Dataset entries
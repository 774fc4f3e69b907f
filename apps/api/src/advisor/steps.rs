//! Step log — the user-facing account of which tools the advisor used in a turn.

use serde::{Deserialize, Serialize};

use crate::models::message::{Message, Role};

/// Tool-result content longer than this is cut down in the step log.
pub const SNIPPET_MAX_CHARS: usize = 150;
const SNIPPET_ELLIPSIS: &str = "...";
const UNKNOWN_TOOL: &str = "unknown";

#[derive(Debug, Clone, Copy, PartialEq, Eq, Serialize, Deserialize)]
#[serde(rename_all = "snake_case")]
pub enum StepKind {
    ToolCall,
    ToolResult,
}

#[derive(Debug, Clone, PartialEq, Eq, Serialize, Deserialize)]
pub struct StepLogEntry {
    #[serde(rename = "type")]
    pub kind: StepKind,
    pub tool: String,
    pub message: String,
}

impl StepLogEntry {
    pub fn tool_call(tool: &str) -> Self {
        Self {
            kind: StepKind::ToolCall,
            tool: tool.to_string(),
            message: format!("Consulting {tool}..."),
        }
    }

    pub fn tool_result(tool: &str, content: &str) -> Self {
        Self {
            kind: StepKind::ToolResult,
            tool: tool.to_string(),
            message: format!("Received data:\n{}", snippet(content)),
        }
    }
}

/// Builds the step log for the current turn.
///
/// `history` is the agent trace without its final (answer) message. Only
/// messages after the most recent user message belong to this turn; a trace
/// with no user message is scanned in full.
pub fn reconstruct_steps(history: &[Message]) -> Vec<StepLogEntry> {
    let turn_start = history
        .iter()
        .rposition(|m| m.role == Role::User)
        .map_or(0, |i| i + 1);

    let mut steps = Vec::new();
    for message in &history[turn_start..] {
        match message.role {
            Role::Assistant => {
                steps.extend(
                    message
                        .tool_calls
                        .iter()
                        .map(|call| StepLogEntry::tool_call(&call.name)),
                );
            }
            Role::Tool => {
                let tool = message.tool_name.as_deref().unwrap_or(UNKNOWN_TOOL);
                steps.push(StepLogEntry::tool_result(tool, &message.content));
            }
            Role::System | Role::User => {}
        }
    }
    steps
}

/// Content up to `SNIPPET_MAX_CHARS` characters verbatim, otherwise that many
/// characters followed by an ellipsis.
fn snippet(content: &str) -> String {
    match content.char_indices().nth(SNIPPET_MAX_CHARS) {
        Some((cut, _)) => format!("{}{SNIPPET_ELLIPSIS}", &content[..cut]),
        None => content.to_string(),
    }
}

_What you should do_
Starting with the line that contains "steps.push(StepLogEntry::tool_result(tool, &message.content));", restate every line up to and including the last one above, exactly.

_Solution for this exercise_
                steps.push(StepLogEntry::tool_result(tool, &message.content));
            }
            Role::System | Role::User => {}
        }
    }
    steps
}

/// Content up to `SNIPPET_MAX_CHARS` characters verbatim, otherwise that many
/// characters followed by an ellipsis.
fn snippet(content: &str) -> String {
    match content.char_indices().nth(SNIPPET_MAX_CHARS) {
        Some((cut, _)) => format!("{}{SNIPPET_ELLIPSIS}", &content[..cut]),
        None => content.to_string(),
    }
}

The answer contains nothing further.